Павел побежал вперёд по дороге в надежде застать и казнить убийцу профессора, динозавра, и просто классного пацана, Грмнпу. Несправедливость! Несправедливость сраного мира! Несправедливость! Это слово вертелось в его голове, как белка в колесе, упорно, наращивая скорость и вытесняя все остальные мысли. Конечно, внезапно понял он, вот моё предназначение – бороться с несправедливостью. Вернее, за справедливость. Тело его бежало, механично, словно отделившись от разума. А разум ликовал от того, что нашёл ответ на главные вопросы его жизни – кто он? Зачем он? Хранитель чего он? Конечно, справедливости! Сразу стал понятен и оправдан весь дебош и беспредел, который он учинял. Начиная с отца, которого он сдал чекистам, и заканчивая застреленным менеджером в Дак Мональдсе. Все, кого он убил, предал, избил, казнил, даже кому он дал подсрачник или обложил матом, заслужили это.

Чекист в Париже был уродом, с пристрастием пытавшим несчастных парижан, менеджер избивал сою подружку, папа измывался над беззащитным животным…и остальные – каждый имел свой грех, за который наказывал Павел, справедливо и соразмерено. Да воздастся каждому по делам их.

Это прозрение сразу избавило от постоянно подавляемого чувства вины, и сейчас хотелось восстановить ещё одну несправедливость – жестоко и беспощадно.

Вот и поляна. Техника сиротливо стояла там и сям, и выглядела несчастной от того, что её бросили. Он остановился, как борзая, пытаясь учуять дичь. Кто-то пел в кустах. Павел побежал туда, прорвался через заросли терновника, увидел кучку придурков, поющих «Лестницу в небо».

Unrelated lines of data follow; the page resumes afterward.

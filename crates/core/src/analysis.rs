use std::fmt;

use serde::ser::SerializeMap;
use serde::{Deserialize, Serialize, Serializer};

/// Rendered value of a category that parsed cleanly but yielded nothing.
pub const NO_ITEMS_SENTINEL: &str = "No items identified";

/// Rendered value of a category whose extraction failed.
pub const ERROR_SENTINEL: &str = "Analysis failed";

/// The four fixed analysis dimensions.
#[derive(Debug, Clone, Copy, PartialEq, Eq, PartialOrd, Ord, Hash, Serialize, Deserialize)]
#[serde(rename_all = "snake_case")]
pub enum Category {
    Eligibility,
    Compliance,
    Submission,
    Risks,
}

impl Category {
    pub const ALL: [Category; 4] = [
        Category::Eligibility,
        Category::Compliance,
        Category::Submission,
        Category::Risks,
    ];

    /// Key used in serialized results.
    pub fn key(&self) -> &'static str {
        match self {
            Category::Eligibility => "eligibility_criteria",
            Category::Compliance => "compliance_requirements",
            Category::Submission => "submission_requirements",
            Category::Risks => "risk_analysis",
        }
    }

    /// Header that demarcates this category in a combined model response.
    pub fn header(&self) -> &'static str {
        match self {
            Category::Eligibility => "ELIGIBILITY REQUIREMENTS",
            Category::Compliance => "COMPLIANCE REQUIREMENTS",
            Category::Submission => "SUBMISSION REQUIREMENTS",
            Category::Risks => "RISK FACTORS",
        }
    }

    /// Question asked when the category is queried on its own.
    pub fn question(&self) -> &'static str {
        match self {
            Category::Eligibility => {
                "What are the mandatory eligibility criteria and requirements to bid?"
            }
            Category::Compliance => {
                "What are the key compliance requirements and potential deal-breakers?"
            }
            Category::Submission => {
                "What are the detailed submission requirements including format, deadlines etc?"
            }
            Category::Risks => "What are the potential contract risks and unfavorable clauses?",
        }
    }

    fn slot(&self) -> usize {
        match self {
            Category::Eligibility => 0,
            Category::Compliance => 1,
            Category::Submission => 2,
            Category::Risks => 3,
        }
    }
}

impl fmt::Display for Category {
    fn fmt(&self, f: &mut fmt::Formatter<'_>) -> fmt::Result {
        f.write_str(self.key())
    }
}

/// Why a category carries the error sentinel.
#[derive(Debug, Clone, Copy, PartialEq, Eq, Serialize)]
#[serde(rename_all = "snake_case")]
pub enum FailureKind {
    Transport,
    Timeout,
    EmptyResponse,
    MalformedResponse,
    NotConfigured,
    MissingEligibility,
}

/// Failure detail retained for logging; callers only ever see the sentinel.
#[derive(Debug, Clone, PartialEq, Eq)]
pub struct AnalysisFailure {
    pub kind: FailureKind,
    pub detail: String,
}

impl AnalysisFailure {
    pub fn new(kind: FailureKind, detail: impl Into<String>) -> Self {
        Self {
            kind,
            detail: detail.into(),
        }
    }
}

impl fmt::Display for AnalysisFailure {
    fn fmt(&self, f: &mut fmt::Formatter<'_>) -> fmt::Result {
        write!(f, "{:?}: {}", self.kind, self.detail)
    }
}

/// Outcome for a single category: exactly one of items, nothing, or failure.
#[derive(Debug, Clone, PartialEq, Eq)]
pub enum CategoryOutcome {
    Items(Vec<String>),
    NoItems,
    Failed(AnalysisFailure),
}

impl CategoryOutcome {
    pub fn from_items(items: Vec<String>) -> Self {
        if items.is_empty() {
            CategoryOutcome::NoItems
        } else {
            CategoryOutcome::Items(items)
        }
    }

    pub fn items(&self) -> &[String] {
        match self {
            CategoryOutcome::Items(items) => items,
            _ => &[],
        }
    }

    pub fn is_failed(&self) -> bool {
        matches!(self, CategoryOutcome::Failed(_))
    }

    pub fn failure(&self) -> Option<&AnalysisFailure> {
        match self {
            CategoryOutcome::Failed(f) => Some(f),
            _ => None,
        }
    }

    /// `"\n• a\n• b"` for items, otherwise the matching sentinel.
    pub fn render(&self) -> String {
        match self {
            CategoryOutcome::Items(items) => items.iter().map(|i| format!("\n• {i}")).collect(),
            CategoryOutcome::NoItems => NO_ITEMS_SENTINEL.to_string(),
            CategoryOutcome::Failed(_) => ERROR_SENTINEL.to_string(),
        }
    }
}

/// Per-category analysis of one document. Every category is always present.
#[derive(Debug, Clone, PartialEq, Eq)]
pub struct AnalysisResult {
    outcomes: [CategoryOutcome; 4],
}

impl AnalysisResult {
    pub fn from_fn(mut f: impl FnMut(Category) -> CategoryOutcome) -> Self {
        Self {
            outcomes: std::array::from_fn(|i| f(Category::ALL[i])),
        }
    }

    /// Every category set to the shared error sentinel.
    pub fn failed(failure: AnalysisFailure) -> Self {
        Self::from_fn(|_| CategoryOutcome::Failed(failure.clone()))
    }

    pub fn get(&self, category: Category) -> &CategoryOutcome {
        &self.outcomes[category.slot()]
    }

    pub fn set(&mut self, category: Category, outcome: CategoryOutcome) {
        self.outcomes[category.slot()] = outcome;
    }

    pub fn render(&self, category: Category) -> String {
        self.get(category).render()
    }

    pub fn iter(&self) -> impl Iterator<Item = (Category, &CategoryOutcome)> {
        Category::ALL.into_iter().zip(self.outcomes.iter())
    }

    pub fn has_failures(&self) -> bool {
        self.outcomes.iter().any(CategoryOutcome::is_failed)
    }
}

impl Serialize for AnalysisResult {
    fn serialize<S: Serializer>(&self, serializer: S) -> Result<S::Ok, S::Error> {
        let mut map = serializer.serialize_map(Some(self.outcomes.len()))?;
        for (category, outcome) in self.iter() {
            map.serialize_entry(category.key(), &outcome.render())?;
        }
        map.end()
    }
}
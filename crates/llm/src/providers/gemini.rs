use async_trait::async_trait;
use serde::{Deserialize, Serialize};
use tracing::debug;

use crate::provider::{LlmError, LlmProvider, Message, Role};

const GEMINI_BASE_URL: &str = "https://generativelanguage.googleapis.com/v1beta";

pub struct GeminiProvider {
    client: reqwest::Client,
    api_key: String,
    model: String,
}

impl GeminiProvider {
    pub fn new(api_key: String, model: String) -> Self {
        Self {
            client: reqwest::Client::new(),
            api_key,
            model,
        }
    }

    /// Build the request body for the Gemini generateContent API.
    fn build_request_body(
        messages: &[Message],
        temperature: f32,
        max_tokens: u32,
    ) -> GenerateRequest<'_> {
        // Gemini carries the system prompt in its own field.
        let system_instruction = messages
            .iter()
            .find(|m| m.role == Role::System)
            .map(|m| Content {
                role: None,
                parts: vec![Part { text: &m.content }],
            });

        let contents = messages
            .iter()
            .filter(|m| m.role != Role::System)
            .map(|m| Content {
                role: Some(if m.role == Role::Assistant { "model" } else { "user" }),
                parts: vec![Part { text: &m.content }],
            })
            .collect();

        GenerateRequest {
            contents,
            generation_config: GenerationConfig {
                temperature,
                max_output_tokens: max_tokens,
            },
            system_instruction,
        }
    }
}

#[derive(Serialize)]
struct GenerateRequest<'a> {
    contents: Vec<Content<'a>>,
    #[serde(rename = "generationConfig")]
    generation_config: GenerationConfig,
    #[serde(skip_serializing_if = "Option::is_none")]
    system_instruction: Option<Content<'a>>,
}

#[derive(Serialize)]
struct Content<'a> {
    #[serde(skip_serializing_if = "Option::is_none")]
    role: Option<&'static str>,
    parts: Vec<Part<'a>>,
}

#[derive(Serialize)]
struct Part<'a> {
    text: &'a str,
}

#[derive(Serialize)]
struct GenerationConfig {
    temperature: f32,
    #[serde(rename = "maxOutputTokens")]
    max_output_tokens: u32,
}

#[derive(Deserialize)]
struct GenerateResponse {
    #[serde(default)]
    candidates: Vec<Candidate>,
}

#[derive(Deserialize)]
struct Candidate {
    content: Option<CandidateContent>,
}

#[derive(Deserialize)]
struct CandidateContent {
    #[serde(default)]
    parts: Vec<CandidatePart>,
}

#[derive(Deserialize)]
struct CandidatePart {
    #[serde(default)]
    text: String,
}

impl GenerateResponse {
    /// Text of the first candidate, parts concatenated.
    fn into_text(self) -> Option<String> {
        let content = self.candidates.into_iter().next()?.content?;
        Some(content.parts.into_iter().map(|p| p.text).collect())
    }
}

#[async_trait]
impl LlmProvider for GeminiProvider {
    async fn complete(
        &self,
        messages: Vec<Message>,
        temperature: f32,
        max_tokens: u32,
    ) -> Result<String, LlmError> {
        let url = format!("{}/models/{}:generateContent", GEMINI_BASE_URL, self.model);
        let body = Self::build_request_body(&messages, temperature, max_tokens);

        debug!("Gemini request to model={}", self.model);

        let response = self
            .client
            .post(&url)
            .header("x-goog-api-key", &self.api_key)
            .json(&body)
            .send()
            .await?;

        let status = response.status().as_u16();
        if status != 200 {
            let body = response.text().await.unwrap_or_default();
            return Err(LlmError::Api { status, body });
        }

        let resp: GenerateResponse = response
            .json()
            .await
            .map_err(|e| LlmError::Parse(e.to_string()))?;
        resp.into_text()
            .ok_or_else(|| LlmError::Parse("missing candidates[0].content".into()))
    }
}
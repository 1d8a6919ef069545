use std::time::Duration;

use async_trait::async_trait;
use reqwest::Client;
use serde::{Deserialize, Serialize};

use super::traits::{validate_vectors, Embedder, EmbeddingError};

/// OpenAI-compatible `/v1/embeddings` backend.
pub struct OpenAiEmbedder {
    client: Client,
    api_key: String,
    model: String,
    base_url: String,
    dimensions: usize,
}

impl OpenAiEmbedder {
    pub fn new(
        api_key: String,
        model: String,
        base_url: Option<String>,
        dimensions: usize,
    ) -> Self {
        let base_url = base_url.unwrap_or_else(|| "https://api.openai.com".to_string());
        Self {
            client: Client::builder()
                .timeout(Duration::from_secs(120))
                .build()
                .unwrap_or_else(|_| Client::new()),
            api_key,
            model,
            base_url: base_url.trim_end_matches('/').to_string(),
            dimensions,
        }
    }
}

#[derive(Serialize)]
struct EmbedRequest<'a> {
    model: &'a str,
    input: &'a [&'a str],
}

#[derive(Deserialize)]
struct EmbedResponse {
    data: Vec<EmbedItem>,
}

#[derive(Deserialize)]
struct EmbedItem {
    embedding: Vec<f32>,
    index: usize,
}

#[async_trait]
impl Embedder for OpenAiEmbedder {
    async fn embed_batch(&self, texts: &[&str]) -> Result<Vec<Vec<f32>>, EmbeddingError> {
        if texts.is_empty() {
            return Ok(Vec::new());
        }

        let response = self
            .client
            .post(format!("{}/v1/embeddings", self.base_url))
            .bearer_auth(&self.api_key)
            .json(&EmbedRequest {
                model: &self.model,
                input: texts,
            })
            .send()
            .await?;

        if !response.status().is_success() {
            let status = response.status();
            let body = response.text().await.unwrap_or_default();
            return Err(EmbeddingError::Api(format!("{status}: {body}")));
        }

        let mut resp: EmbedResponse = response.json().await?;

        // The API may return items out of order.
        resp.data.sort_by_key(|item| item.index);
        let vectors: Vec<Vec<f32>> = resp.data.into_iter().map(|item| item.embedding).collect();

        validate_vectors(&vectors, texts.len(), self.dimensions)?;
        Ok(vectors)
    }

    fn dimensions(&self) -> usize {
        self.dimensions
    }
}
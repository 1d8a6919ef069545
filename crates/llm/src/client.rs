use std::sync::Arc;
use std::time::Duration;

use rfp_core::config::LlmConfig;
use tracing::debug;

use crate::provider::{LlmError, LlmProvider};
use crate::providers::create_provider;

/// Sampling settings for one model call.
#[derive(Debug, Clone, Copy, PartialEq)]
pub struct GenerationParams {
    pub temperature: f32,
    pub max_tokens: u32,
}

impl GenerationParams {
    pub const fn new(temperature: f32, max_tokens: u32) -> Self {
        Self {
            temperature,
            max_tokens,
        }
    }
}

/// Provider handle plus a per-call deadline. Built once, shared by `Arc`.
#[derive(Clone)]
pub struct ModelClient {
    provider: Arc<dyn LlmProvider>,
    timeout: Duration,
}

impl ModelClient {
    pub fn new(provider: Arc<dyn LlmProvider>, timeout: Duration) -> Self {
        Self { provider, timeout }
    }

    pub fn from_config(config: &LlmConfig) -> Result<Self, LlmError> {
        let provider = create_provider(config)?;
        Ok(Self::new(provider, Duration::from_secs(config.timeout_secs)))
    }

    pub fn timeout(&self) -> Duration {
        self.timeout
    }

    /// Run `prompt` through the provider.
    ///
    /// Exceeding the deadline yields [`LlmError::Timeout`]; a blank
    /// response yields [`LlmError::EmptyResponse`].
    pub async fn generate(&self, prompt: &str, params: GenerationParams) -> Result<String, LlmError> {
        let call = self
            .provider
            .generate(prompt, params.temperature, params.max_tokens);
        let text = tokio::time::timeout(self.timeout, call)
            .await
            .map_err(|_| LlmError::Timeout(self.timeout))??;

        if text.trim().is_empty() {
            return Err(LlmError::EmptyResponse);
        }
        debug!(chars = text.len(), "raw model response:\n{text}");
        Ok(text)
    }
}
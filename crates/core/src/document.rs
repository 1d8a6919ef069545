use std::fmt;

use serde::{Deserialize, Serialize};
use serde_json::{Map, Value};

use crate::error::ConfigError;

/// Logical sections detected in an RFP document.
#[derive(Debug, Clone, Copy, PartialEq, Eq, PartialOrd, Ord, Hash, Serialize, Deserialize)]
#[serde(rename_all = "lowercase")]
pub enum SectionName {
    Eligibility,
    Submission,
    Terms,
}

impl SectionName {
    pub const ALL: [SectionName; 3] = [
        SectionName::Eligibility,
        SectionName::Submission,
        SectionName::Terms,
    ];

    pub fn as_str(&self) -> &'static str {
        match self {
            SectionName::Eligibility => "eligibility",
            SectionName::Submission => "submission",
            SectionName::Terms => "terms",
        }
    }

    pub fn parse(name: &str) -> Option<Self> {
        Self::ALL
            .into_iter()
            .find(|s| s.as_str().eq_ignore_ascii_case(name.trim()))
    }
}

impl fmt::Display for SectionName {
    fn fmt(&self, f: &mut fmt::Formatter<'_>) -> fmt::Result {
        f.write_str(self.as_str())
    }
}

/// Free-form company data passed verbatim into eligibility prompts.
///
/// No structure is assumed beyond being a JSON object.
#[derive(Debug, Clone, Default, PartialEq, Serialize, Deserialize)]
#[serde(transparent)]
pub struct CompanyProfile(Map<String, Value>);

impl CompanyProfile {
    pub fn from_value(value: Value) -> Result<Self, ConfigError> {
        match value {
            Value::Object(fields) => Ok(Self(fields)),
            other => Err(ConfigError::InvalidProfile(kind_of(&other).to_string())),
        }
    }

    pub fn from_json(raw: &str) -> Result<Self, ConfigError> {
        let value: Value = serde_json::from_str(raw)
            .map_err(|e| ConfigError::InvalidProfile(format!("unparseable JSON ({e})")))?;
        Self::from_value(value)
    }

    pub fn fields(&self) -> &Map<String, Value> {
        &self.0
    }

    /// Pretty-printed JSON, two-space indent, as embedded in prompts.
    pub fn to_pretty_json(&self) -> String {
        serde_json::to_string_pretty(&self.0).unwrap_or_else(|_| "{}".to_string())
    }
}

fn kind_of(value: &Value) -> &'static str {
    match value {
        Value::Null => "null",
        Value::Bool(_) => "a boolean",
        Value::Number(_) => "a number",
        Value::String(_) => "a string",
        Value::Array(_) => "an array",
        Value::Object(_) => "an object",
    }
}
//! Document ingestion for RFP analysis: text extraction, chunking,
//! embedding, and in-memory similarity search.

pub mod chunker;
pub mod document;
pub mod embedding;
pub mod index;
pub mod retriever;

pub use chunker::{chunk, chunk_text, Chunk};
pub use document::{FileTextExtractor, TextExtractor};
pub use embedding::{Embedder, EmbeddingError};
pub use index::{EmbeddingIndex, RetrievalError};
pub use retriever::{RetrievedChunk, SimilarityRetriever};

Увидев Павла, хор умолк, и вокалисты испуганно сбились в кучку.

– Где?! – крикнул Павел.

– Туда, – ткнул пальцем один из певцов, сразу сообразив, что нужно этому страшному человеку.

Павел побежал в указанном направлении. Он даже не сомневался, что ублюдку не уйти от расправы.

Где-то недалеко слышался знакомый звук. Павел не сразу понял, что это топот копыт. Конница.

Мэнсон брёл через чащу, прокладывая себе путь насаженным на культю мачете. Вспарывая заросли, перерубая жилы лиан. Ему казалось, что он попал в чьё-то тело и режет его изнутри. Но тело не сдаётся. Раны сразу же заживают, и Чарли уже затерялся в дебрях чужого организма. И теперь ему не выбраться, и его разжуют, переварят и он превратится в какашку, никому не нужную и одинокую.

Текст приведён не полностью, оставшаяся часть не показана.